PROBLEM STATEMENT »
Check each line of the data below for the word "Emitting", then extract the ones that have it.

DATA TO EXAMINE »
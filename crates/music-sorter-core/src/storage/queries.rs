use super::models::*;
use super::sqlite::Database;
use ahash::AHashMap;
use rusqlite::{params, params_from_iter, OptionalExtension, Result, Row};
use tracing::debug;

const CATALOG_COLUMNS: &str =
    "id, source_path, file_size, modified_at, partial_hash, status, error_message";

fn catalog_entry_from_row(row: &Row<'_>) -> Result<CatalogEntry> {
    Ok(CatalogEntry {
        id: row.get(0)?,
        source_path: row.get(1)?,
        file_size: row.get(2)?,
        modified_at: row.get(3)?,
        partial_hash: row.get(4)?,
        status: row.get(5)?,
        error_message: row.get(6)?,
    })
}

fn migration_record_from_row(row: &Row<'_>) -> Result<MigrationRecord> {
    Ok(MigrationRecord {
        id: row.get(0)?,
        file_id: row.get(1)?,
        source_path: row.get(2)?,
        target_path: row.get(3)?,
        status: row.get(4)?,
        started_at: row.get(5)?,
        completed_at: row.get(6)?,
        error: row.get(7)?,
    })
}

fn placeholders(count: usize) -> String {
    vec!["?"; count].join(", ")
}
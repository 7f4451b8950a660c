use glob::Pattern;
use std::collections::BTreeMap;
use std::fs;
use std::path::{Path, PathBuf};
use std::vec;
use tracing::{error, warn};
use walkdir::{DirEntry, WalkDir};

/// Recognized audio extensions, compared case-insensitively.
pub const AUDIO_EXTENSIONS: [&str; 7] = ["mp3", "wav", "flac", "m4a", "aac", "ogg", "wma"];

pub fn is_audio_file(path: &Path) -> bool {
    path.extension()
        .and_then(|ext| ext.to_str())
        .map(|ext| {
            AUDIO_EXTENSIONS
                .iter()
                .any(|known| known.eq_ignore_ascii_case(ext))
        })
        .unwrap_or(false)
}

/// Audio files under a root, emitted directory by directory.
///
/// The whole tree is traversed on the first call to `next`, files are bucketed by
/// parent directory, and buckets are emitted in path order with files sorted by
/// name inside each bucket. Sequential per-directory emission keeps reads close
/// together on spinning disks. The sequence is finite and cannot be restarted.
pub struct LocalityWalker {
    root: PathBuf,
    ignore_patterns: Vec<Pattern>,
    state: WalkState,
}

enum WalkState {
    Pending,
    Emitting(vec::IntoIter<PathBuf>),
}

impl LocalityWalker {
    pub fn new(root: impl Into<PathBuf>) -> Self {
        Self {
            root: root.into(),
            ignore_patterns: Vec::new(),
            state: WalkState::Pending,
        }
    }

    /// Prune files and directories matching any of the glob patterns.
    pub fn with_ignore_patterns(mut self, ignore_globs: &[String]) -> Self {
        self.ignore_patterns = compile_patterns(ignore_globs);
        self
    }

    fn collect_ordered(&self) -> Vec<PathBuf> {
        let mut by_dir: BTreeMap<PathBuf, Vec<PathBuf>> = BTreeMap::new();

        for entry in walk_entries(&self.root, &self.ignore_patterns) {
            let path = entry.into_path();
            if !is_audio_file(&path) {
                continue;
            }
            let parent = path.parent().map(Path::to_path_buf).unwrap_or_default();
            by_dir.entry(parent).or_default().push(path);
        }

        let mut ordered = Vec::new();
        for (_, mut files) in by_dir {
            files.sort_by(|a, b| a.file_name().cmp(&b.file_name()));
            ordered.extend(files);
        }
        ordered
    }
}

impl Iterator for LocalityWalker {
    type Item = PathBuf;

    fn next(&mut self) -> Option<PathBuf> {
        if let WalkState::Pending = self.state {
            self.state = WalkState::Emitting(self.collect_ordered().into_iter());
        }
        match &mut self.state {
            WalkState::Emitting(files) => files.next(),
            WalkState::Pending => None,
        }
    }
}

/// Lightweight count of audio files and their total size, for progress totals.
/// Entries that cannot be stat'ed are counted without a size.
pub fn estimate_count(root: &Path, ignore_globs: &[String]) -> (usize, u64) {
    let patterns = compile_patterns(ignore_globs);
    let mut count = 0usize;
    let mut total_bytes = 0u64;

    for entry in walk_entries(root, &patterns) {
        if !is_audio_file(entry.path()) {
            continue;
        }
        count += 1;
        if let Ok(metadata) = fs::metadata(entry.path()) {
            total_bytes += metadata.len();
        }
    }

    (count, total_bytes)
}

/// Group an iterator into chunks of `batch_size`; the last chunk may be shorter.
pub fn batch<I: Iterator>(iter: I, batch_size: usize) -> Batches<I> {
    Batches {
        iter,
        batch_size: batch_size.max(1),
    }
}

pub struct Batches<I> {
    iter: I,
    batch_size: usize,
}

impl<I: Iterator> Iterator for Batches<I> {
    type Item = Vec<I::Item>;

    fn next(&mut self) -> Option<Self::Item> {
        let chunk: Vec<_> = self.iter.by_ref().take(self.batch_size).collect();
        if chunk.is_empty() {
            None
        } else {
            Some(chunk)
        }
    }
}

fn compile_patterns(ignore_globs: &[String]) -> Vec<Pattern> {
    ignore_globs
        .iter()
        .filter_map(|glob| match Pattern::new(glob) {
            Ok(p) => Some(p),
            Err(e) => {
                error!("Invalid glob pattern '{}': {}", glob, e);
                None
            }
        })
        .collect()
}

fn walk_entries<'a>(
    root: &Path,
    ignore_patterns: &'a [Pattern],
) -> impl Iterator<Item = DirEntry> + 'a {
    WalkDir::new(root)
        .follow_links(false)
        .into_iter()
        .filter_entry(move |entry| {
            entry.depth() == 0
                || !ignore_patterns
                    .iter()
                    .any(|pattern| pattern.matches_path(entry.path()))
        })
        .filter_map(|entry| match entry {
            Ok(entry) => Some(entry),
            Err(err) => {
                warn!("Error accessing entry: {}", err);
                None
            }
        })
        .filter(is_file_like)
}

/// Regular files, plus symlinks that do not point at a directory. Symlinked
/// directories are never descended; dangling links are kept so the indexer can
/// report them.
fn is_file_like(entry: &DirEntry) -> bool {
    let file_type = entry.file_type();
    file_type.is_file() || (file_type.is_symlink() && !entry.path().is_dir())
}

#[cfg(test)]
mod tests {
    use super::*;
    use std::fs;
    use tempfile::tempdir;

    #[test]
    fn test_extension_match_is_case_insensitive() {
        assert!(is_audio_file(Path::new("/x/Track.MP3")));
        assert!(is_audio_file(Path::new("/x/track.Flac")));
        assert!(!is_audio_file(Path::new("/x/cover.jpg")));
        assert!(!is_audio_file(Path::new("/x/README")));
    }

    #[test]
    fn test_walker_emits_directories_in_order() {
        let dir = tempdir().unwrap();
        let root = dir.path();
        fs::create_dir_all(root.join("b")).unwrap();
        fs::create_dir_all(root.join("a/nested")).unwrap();
        fs::write(root.join("b/2.mp3"), b"x").unwrap();
        fs::write(root.join("b/1.wav"), b"x").unwrap();
        fs::write(root.join("a/nested/z.ogg"), b"x").unwrap();
        fs::write(root.join("a/y.flac"), b"x").unwrap();
        fs::write(root.join("a/notes.txt"), b"x").unwrap();
        fs::write(root.join("top.m4a"), b"x").unwrap();

        let emitted: Vec<PathBuf> = LocalityWalker::new(root)
            .map(|p| p.strip_prefix(root).unwrap().to_path_buf())
            .collect();

        assert_eq!(
            emitted,
            vec![
                PathBuf::from("top.m4a"),
                PathBuf::from("a/y.flac"),
                PathBuf::from("a/nested/z.ogg"),
                PathBuf::from("b/1.wav"),
                PathBuf::from("b/2.mp3"),
            ]
        );
    }

    #[test]
    fn test_walker_skips_ignored_directories() {
        let dir = tempdir().unwrap();
        let root = dir.path();
        fs::create_dir_all(root.join("keep")).unwrap();
        fs::create_dir_all(root.join("skip")).unwrap();
        fs::write(root.join("keep/a.mp3"), b"x").unwrap();
        fs::write(root.join("skip/b.mp3"), b"x").unwrap();

        let emitted: Vec<PathBuf> = LocalityWalker::new(root)
            .with_ignore_patterns(&["**/skip/**".to_string()])
            .collect();
        assert_eq!(emitted, vec![root.join("keep/a.mp3")]);
    }

    #[test]
    fn test_estimate_counts_audio_only() {
        let dir = tempdir().unwrap();
        let root = dir.path();
        fs::write(root.join("a.mp3"), vec![0u8; 10]).unwrap();
        fs::write(root.join("b.aac"), vec![0u8; 5]).unwrap();
        fs::write(root.join("c.txt"), vec![0u8; 100]).unwrap();

        assert_eq!(estimate_count(root, &[]), (2, 15));
    }

    #[test]
    fn test_estimate_of_missing_root_is_empty() {
        let dir = tempdir().unwrap();
        assert_eq!(estimate_count(&dir.path().join("nope"), &[]), (0, 0));
    }

    #[test]
    fn test_batch_keeps_short_tail() {
        let chunks: Vec<Vec<u32>> = batch(1..=7, 3).collect();
        assert_eq!(chunks, vec![vec![1, 2, 3], vec![4, 5, 6], vec![7]]);
        assert_eq!(batch(std::iter::empty::<u32>(), 3).count(), 0);
    }

    #[cfg(unix)]
    #[test]
    fn test_symlinked_files_are_walked() {
        use std::os::unix::fs::symlink;

        let dir = tempdir().unwrap();
        let elsewhere = dir.path().join("elsewhere");
        let root = dir.path().join("library");
        fs::create_dir_all(elsewhere.join("album")).unwrap();
        fs::create_dir_all(&root).unwrap();
        fs::write(elsewhere.join("real.mp3"), vec![0u8; 7]).unwrap();
        fs::write(elsewhere.join("album/inner.mp3"), b"x").unwrap();
        fs::write(root.join("plain.mp3"), vec![0u8; 3]).unwrap();
        symlink(elsewhere.join("real.mp3"), root.join("linked.mp3")).unwrap();
        symlink(elsewhere.join("album"), root.join("linked_dir")).unwrap();

        let emitted: Vec<PathBuf> = LocalityWalker::new(&root).collect();
        assert_eq!(
            emitted,
            vec![root.join("linked.mp3"), root.join("plain.mp3")]
        );
        assert_eq!(estimate_count(&root, &[]), (2, 10));
    }
}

EXERCISE RESULT »
    Emitting(vec::IntoIter<PathBuf>),
            self.state = WalkState::Emitting(self.collect_ordered().into_iter());
            WalkState::Emitting(files) => files.next(),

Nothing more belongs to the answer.